Connecting a laptop/pc/another phone to the internet through a wifi link to your phone.


----------



## joustmaster (Jan 11, 2013)

fractionMan said:


> Just a quick note to anyone considering the above combination. Orange have deliberately crippled the wi-fi hotspot functionality on the android phones they ship. It affects all HTCs with android 4.1 as far as I can tell. I've got a HTC one X which is otherwise a great phone.  It probably affects other devices.
> 
> Fortunately there's a workaround but it took me bloody ages to get it to work.


What did you do? Sick another rom on it?


----------



## fractionMan (Jan 11, 2013)

gentlegreen said:


> What is this used for ?
> Sharing with friends down the pub ?


 
It's my main internet connection.


----------



## fractionMan (Jan 11, 2013)

joustmaster said:


> What did you do? Sick another rom on it?


 
Luckily you can do it without so much faff or root access.

What you do is create a new APN (access point name), copying all the information from the existing one. You then add in a username and password (Orange & Multimedia) and force it to use your access point definition. You can't edit the existing ones, presumably because orange have locked them down.

It took me ten minutes to work out how to get to the APN configuration screen


----------



## fractionMan (Jan 11, 2013)

Mapped said:


> I haven't. Mainly because I hate that piece of shit software Kies and everything I need works well without the upgrade.
> 
> This sounds like one more reason not to upgrade.


 
I upgraded straight away (to android 4.1) so never tried it out of the box on 4.0.


----------



## joustmaster (Jan 11, 2013)

fractionMan said:


> Luckily you can do it without so much faff or root access.
> 
> What you do is create a new APN (access point name), copying all the information from the existing one. You then add in a username and password (Orange & Multimedia) and force it to use your access point definition. You can't edit the existing ones, presumably because orange have locked them down.
> 
> It took me ten minutes to work out how to get to the APN configuration screen


nice workaround


----------



## Mapped (Jan 11, 2013)

fractionMan said:


> I upgraded straight away (to android 4.1) so never tried it out of the box on 4.0.


 
I'm still on 3.2. The shitness of Kies has put me off upgrading entirely.


----------



## fractionMan (Jan 11, 2013)

Ah, not used that.

In fact, I never really plug my phone into my PC.


----------



## gentlegreen (Jan 11, 2013)

fractionMan said:


> It's my main internet connection.


Oops - forgot they don't offer WIFI down the canal.


----------



## souljacker (Jan 11, 2013)

Mapped said:


> I'm still on 3.2. The shitness of Kies has put me off upgrading entirely.



Every post that slags off kies or Mark Larewnson gets a like from me.


----------



## Mr Smin (Jan 13, 2013)

Bought my Ace sim-free exactly to avoid this sort of crap.

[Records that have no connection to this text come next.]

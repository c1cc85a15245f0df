use crate::{
    commands::Command,
    db::DbPool,
    entities::po_upload_line,
    errors::ServiceError,
    metrics::{record_failure, PO_UPLOAD_LINES_ADDED},
    services::{
        partners::{ensure_customer, ensure_vendor},
        po_uploads::{ensure_lines_editable, find_upload, refresh_sku_status},
    },
};
use chrono::{NaiveDate, Utc};
use rust_decimal::Decimal;
use sea_orm::{ActiveModelTrait, ConnectionTrait, Set, TransactionTrait};
use serde::{Deserialize, Serialize};
use std::sync::Arc;
use tracing::{error, info, instrument};
use validator::{Validate, ValidationError};

/// One PO line as submitted by the user.
#[derive(Debug, Clone, Serialize, Deserialize, Validate)]
pub struct PoUploadLineInput {
    pub customer_id: i64,
    pub vendor_id: i64,
    #[validate(length(max = 64))]
    pub buyer_order_number: Option<String>,
    #[validate(
        length(min = 1, max = 128, message = "SKU is required"),
        custom = "validate_not_blank"
    )]
    pub sku_no: String,
    #[validate(custom = "validate_positive_quantity")]
    pub quantity: Decimal,
    #[validate(length(max = 64))]
    pub vendor_code: Option<String>,
    pub order_date: Option<NaiveDate>,
    pub po_issue_date: Option<NaiveDate>,
    pub vendor_ex_fact_date: Option<NaiveDate>,
}

pub(crate) fn validate_not_blank(value: &str) -> Result<(), ValidationError> {
    if value.trim().is_empty() {
        return Err(ValidationError::new("blank"));
    }
    Ok(())
}

pub(crate) fn validate_positive_quantity(quantity: &Decimal) -> Result<(), ValidationError> {
    if *quantity <= Decimal::ZERO {
        return Err(ValidationError::new("quantity_must_be_positive"));
    }
    Ok(())
}

/// Inserts a line for `upload_id` after checking its partners. New lines
/// start out invalid until the next validation run.
pub(crate) async fn insert_line<C>(
    conn: &C,
    upload_id: i64,
    input: &PoUploadLineInput,
) -> Result<po_upload_line::Model, ServiceError>
where
    C: ConnectionTrait,
{
    ensure_customer(conn, input.customer_id).await?;
    ensure_vendor(conn, input.vendor_id).await?;

    let now = Utc::now();
    let line = po_upload_line::ActiveModel {
        upload_id: Set(upload_id),
        customer_id: Set(input.customer_id),
        vendor_id: Set(input.vendor_id),
        sales_order_id: Set(None),
        buyer_order_number: Set(input.buyer_order_number.clone()),
        sku_no: Set(input.sku_no.trim().to_string()),
        quantity: Set(Some(input.quantity)),
        vendor_code: Set(input.vendor_code.clone()),
        order_date: Set(input.order_date),
        po_issue_date: Set(input.po_issue_date),
        vendor_ex_fact_date: Set(input.vendor_ex_fact_date),
        is_valid_sku: Set(false),
        is_invalid_sku: Set(true),
        created_at: Set(now),
        updated_at: Set(now),
        ..Default::default()
    };

    Ok(line.insert(conn).await?)
}

#[derive(Debug, Clone, Serialize, Deserialize)]
pub struct AddPoUploadLineCommand {
    pub upload_id: i64,
    pub line: PoUploadLineInput,
}

#[async_trait::async_trait]
impl Command for AddPoUploadLineCommand {
    type Result = po_upload_line::Model;

    #[instrument(skip(self, db_pool), fields(upload_id = self.upload_id))]
    async fn execute(&self, db_pool: Arc<DbPool>) -> Result<Self::Result, ServiceError> {
        self.line.validate().map_err(|e| {
            let err = ServiceError::ValidationError(format!("Invalid line: {}", e));
            record_failure("add_line", &err);
            err
        })?;

        let line = self.add_line(&db_pool).await.map_err(|e| {
            record_failure("add_line", &e);
            error!(upload_id = self.upload_id, error = %e, "Failed to add PO upload line");
            e
        })?;

        PO_UPLOAD_LINES_ADDED.inc();
        info!(
            upload_id = self.upload_id,
            line_id = line.id,
            sku_no = %line.sku_no,
            "PO upload line added"
        );

        Ok(line)
    }
}

impl AddPoUploadLineCommand {
    async fn add_line(&self, db: &DbPool) -> Result<po_upload_line::Model, ServiceError> {
        let txn = db.begin().await?;

        let upload = find_upload(&txn, self.upload_id).await?;
        ensure_lines_editable(&upload)?;

        let line = insert_line(&txn, upload.id, &self.line).await?;
        refresh_sku_status(&txn, upload).await?;

        txn.commit().await?;
        Ok(line)
    }
}

#[cfg(test)]
mod tests {
    use super::*;
    use assert_matches::assert_matches;
    use rust_decimal_macros::dec;

    fn input(sku_no: &str, quantity: Decimal) -> PoUploadLineInput {
        PoUploadLineInput {
            customer_id: 1,
            vendor_id: 2,
            buyer_order_number: Some("B1".into()),
            sku_no: sku_no.into(),
            quantity,
            vendor_code: None,
            order_date: None,
            po_issue_date: None,
            vendor_ex_fact_date: None,
        }
    }

    #[test]
    fn accepts_complete_line() {
        assert!(input("ST-100", dec!(3)).validate().is_ok());
    }

    #[test]
    fn rejects_blank_sku() {
        let errors = input("   ", dec!(1)).validate().unwrap_err();
        assert!(errors.field_errors().contains_key("sku_no"));
    }

    #[test]
    fn rejects_non_positive_quantity() {
        let errors = input("ST-100", dec!(0)).validate().unwrap_err();
        assert!(errors.field_errors().contains_key("quantity"));
        assert_matches!(input("ST-100", dec!(-2)).validate(), Err(_));
    }
}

Glad people have posted their workarounds though as I always have them in mind if I ever get phone from a network in future.


----------



## UnderAnOpenSky (Jan 13, 2013)

Worth noting that if you get a phone from a third party company on contract you normally get the sim free model with no bloatware or restrictions.


----------



## mwgdrwg (Jan 13, 2013)

They've done the same to my Blackberry even though it has wi-fi hotspot functionality and I have a 500mb dataplan. When i phoned up the cunts they said I had to pay £1 a day or other such bollocks.


----------